In 1992 Burtt worked with film director/painter Julian Schnabel on his cd Every Silver Lining Has a Cloud released by Island Records and produced by Bill Laswell (released 1995).

Filmography
Till Death Do You Part (1974)  - Reg 8mm - 4 mins
Zombie film (1974) - Reg 8mm - 3 mins
Earthquake (1974) - Reg 8mm - 19 mins
Bionic Brothers (1974) - Reg 8mm - 5 mins
Jaws (remake) (1975)  - unfinished - footage lost - Super 8mm - short
Killer Pop Tarts (1976) - Super 8mm (March 14, 1976) - 2 mins
Hit Man (1976) - Super 8mm - 7 mins (color b&w)
Future Movie (1976) - Regular 8mm - 4 mins (unfinished)
It Thrived On Monkeys (then there were none) (1977) 06/18/77 - Super 8mm - 5 mins
Star Wars (remake) (1977) - unfinished - footage lost - Regular 8mm - short
The Star Wars Aptitude Test (1977) - Regular 8mm - 5 mins 
Vampire’s Apprentice (1977) - Super 8mm - 15 mins
Rock Band Animation (1977) - Super 8mm - 2 mins
A Clownwork Orange (1978) - Super 8mm - 3 mins (finished on video)
The Race (1978) - Super 8mm - 2 mins
Doorway to Fear (1978) - Super 8mm - 4 mins
Odysseus and the Cyclops (1978) - Super 8mm - 3 mins
Hitch Hike (1979) - Super 8mm - 6 mins
Avant Guard (1979) - Super 8mm - 3 mins
The Santa Claus Hitler Film (1979) - Super 8mm - short (Lost)
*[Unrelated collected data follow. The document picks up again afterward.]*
//! ICS parsing using the icalendar crate's parser.

use chrono::{NaiveDate, NaiveDateTime};
use chrono_tz::Tz;
use icalendar::{
    CalendarDateTime, DatePerhapsTime,
    parser::{Component, Property, read_calendar, unfold},
};
use tracing::{debug, warn};

use crate::error::{CalGridError, CalGridResult};
use crate::event::{CalendarData, Event, EventTime, Recurrence};

/// Parse ICS content into events, instance overrides and venues.
///
/// VEVENTs carrying a RECURRENCE-ID become overrides keyed by that
/// recurrence-id as wall-clock time in `tz`; every other VEVENT becomes an
/// event. Venues are collected from all VEVENTs.
pub fn load_calendar(content: &str, tz: Tz) -> CalGridResult<CalendarData> {
    let unfolded = unfold(content);
    let calendar =
        read_calendar(&unfolded).map_err(|e| CalGridError::IcsParse(e.to_string()))?;

    let mut vevents = Vec::new();
    collect_vevents(&calendar.components, &mut vevents);

    let mut data = CalendarData::default();
    for (index, vevent) in vevents.into_iter().enumerate() {
        let event = parse_event(vevent, index);

        if let Some(venue) = &event.location {
            data.venues.insert(venue.clone());
        }

        match vevent.find_prop("RECURRENCE-ID") {
            Some(prop) => match recurrence_key(prop, tz) {
                Some(key) => {
                    data.overrides.insert(key, event);
                }
                None => debug!(uid = %event.uid, "Dropping override without a usable RECURRENCE-ID"),
            },
            None => data.events.push(event),
        }
    }

    debug!(
        events = data.events.len(),
        overrides = data.overrides.len(),
        venues = data.venues.len(),
        "Loaded calendar"
    );

    Ok(data)
}

/// Depth-first collection of VEVENT components, wherever they are nested.
fn collect_vevents<'c, 'a>(components: &'c [Component<'a>], out: &mut Vec<&'c Component<'a>>) {
    for component in components {
        if component.name == "VEVENT" {
            out.push(component);
        } else {
            collect_vevents(&component.components, out);
        }
    }
}

fn parse_event(vevent: &Component, index: usize) -> Event {
    let uid = vevent
        .find_prop("UID")
        .map(|p| p.val.to_string())
        .filter(|uid| !uid.trim().is_empty())
        .unwrap_or_else(|| format!("event-{index}"));

    let summary = text_value(vevent, "SUMMARY");
    let location = text_value(vevent, "LOCATION");

    let start = date_value(vevent, "DTSTART", &uid);
    let end = date_value(vevent, "DTEND", &uid);

    let recurrence = vevent.find_prop("RRULE").map(|p| Recurrence {
        rrule: p.val.to_string(),
        exdates: date_lists(vevent, "EXDATE", &uid),
        rdates: date_lists(vevent, "RDATE", &uid),
    });

    Event {
        uid,
        summary,
        location,
        start,
        end,
        recurrence,
    }
}

/// A TEXT property, unescaped and trimmed. Blank values count as absent.
fn text_value(vevent: &Component, name: &str) -> Option<String> {
    vevent
        .find_prop(name)
        .map(|p| unescape_text(p.val.as_ref()).trim().to_string())
        .filter(|value| !value.is_empty())
}

fn date_value(vevent: &Component, name: &str, uid: &str) -> Option<EventTime> {
    let prop = vevent.find_prop(name)?;
    match DatePerhapsTime::try_from(prop) {
        Ok(dpt) => Some(to_event_time(dpt)),
        Err(_) => {
            warn!(uid, property = name, value = %prop.val.as_ref(), "Ignoring unparseable date");
            None
        }
    }
}

/// Convert icalendar's DatePerhapsTime to our EventTime, preserving timezone info
fn to_event_time(dpt: DatePerhapsTime) -> EventTime {
    match dpt {
        DatePerhapsTime::Date(d) => EventTime::Date(d),
        DatePerhapsTime::DateTime(cal_dt) => match cal_dt {
            CalendarDateTime::Utc(dt) => EventTime::DateTimeUtc(dt),
            CalendarDateTime::Floating(naive) => EventTime::DateTimeFloating(naive),
            CalendarDateTime::WithTimezone { date_time, tzid } => EventTime::DateTimeZoned {
                datetime: date_time,
                tzid,
            },
        },
    }
}

/// The occurrence an override replaces, as wall-clock time in `tz`.
/// Date-only recurrence-ids have no time of day and yield `None`.
fn recurrence_key(prop: &Property, tz: Tz) -> Option<NaiveDateTime> {
    let time = to_event_time(DatePerhapsTime::try_from(prop).ok()?);
    time.in_timezone(tz).map(|dt| dt.naive_local())
}

/// All values of every `name` property (EXDATE or RDATE) of a VEVENT.
fn date_lists(vevent: &Component, name: &str, uid: &str) -> Vec<EventTime> {
    vevent
        .properties
        .iter()
        .filter(|p| p.name == name)
        .flat_map(|p| parse_date_list(p, uid))
        .collect()
}

/// Parse a comma-separated EXDATE/RDATE value.
///
/// Handles:
/// - TZID parameter: `EXDATE;TZID=America/New_York:20240108T100000`
/// - VALUE=DATE: `EXDATE;VALUE=DATE:20240108`
/// - UTC: `EXDATE:20240108T100000Z`
/// - Floating: `EXDATE:20240108T100000`
///
/// Malformed items are skipped one by one. VALUE=PERIOD lists are skipped
/// entirely.
fn parse_date_list(prop: &Property, uid: &str) -> Vec<EventTime> {
    let value_type = param(prop, "VALUE");
    if value_type.as_deref() == Some("PERIOD") {
        warn!(uid, property = %prop.name.as_ref(), "Skipping PERIOD values");
        return Vec::new();
    }
    let is_date = value_type.as_deref() == Some("DATE");
    let tzid = param(prop, "TZID");

    prop.val
        .as_ref()
        .split(',')
        .map(str::trim)
        .filter(|item| !item.is_empty())
        .filter_map(|item| {
            let parsed = parse_date_item(item, is_date, tzid.as_deref());
            if parsed.is_none() {
                warn!(uid, property = %prop.name.as_ref(), value = item, "Skipping malformed date");
            }
            parsed
        })
        .collect()
}

fn parse_date_item(item: &str, is_date: bool, tzid: Option<&str>) -> Option<EventTime> {
    const DATE_TIME: &str = "%Y%m%dT%H%M%S";

    if is_date {
        return NaiveDate::parse_from_str(item, "%Y%m%d")
            .ok()
            .map(EventTime::Date);
    }

    if let Some(utc) = item.strip_suffix('Z') {
        return NaiveDateTime::parse_from_str(utc, DATE_TIME)
            .ok()
            .map(|dt| EventTime::DateTimeUtc(dt.and_utc()));
    }

    let datetime = NaiveDateTime::parse_from_str(item, DATE_TIME).ok()?;
    Some(match tzid {
        Some(tzid) => EventTime::DateTimeZoned {
            datetime,
            tzid: tzid.to_string(),
        },
        None => EventTime::DateTimeFloating(datetime),
    })
}

fn param(prop: &Property, key: &str) -> Option<String> {
    prop.params
        .iter()
        .find(|p| p.key == key)
        .and_then(|p| p.val.as_ref().map(|v| v.to_string()))
}

/// Undo RFC 5545 TEXT escaping (`\\`, `\;`, `\,`, `\n`).
fn unescape_text(value: &str) -> String {
    let mut out = String::with_capacity(value.len());
    let mut chars = value.chars();
    while let Some(c) = chars.next() {
        if c != '\\' {
            out.push(c);
            continue;
        }
        match chars.next() {
            Some('n' | 'N') => out.push('\n'),
            Some(escaped) => out.push(escaped),
            None => out.push('\\'),
        }
    }
    out
}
Eulogy (1980) - Super 8mm - 4 mins
Extraordinary People (1980) - Super 8mm - 8 mins
Afternoon of an Earwig (1980) - Super 8mm - 4 mins
Egg Movie (1980) Super 8mm - 4 mins
The World In One Take (1981) - Super 8mm - (B&W Color) - 8 mins
Awakening Son (1982) - Super 8mm - 19 mins
Devil War Movie (1982) - Super 8mm - 6mins (B&W)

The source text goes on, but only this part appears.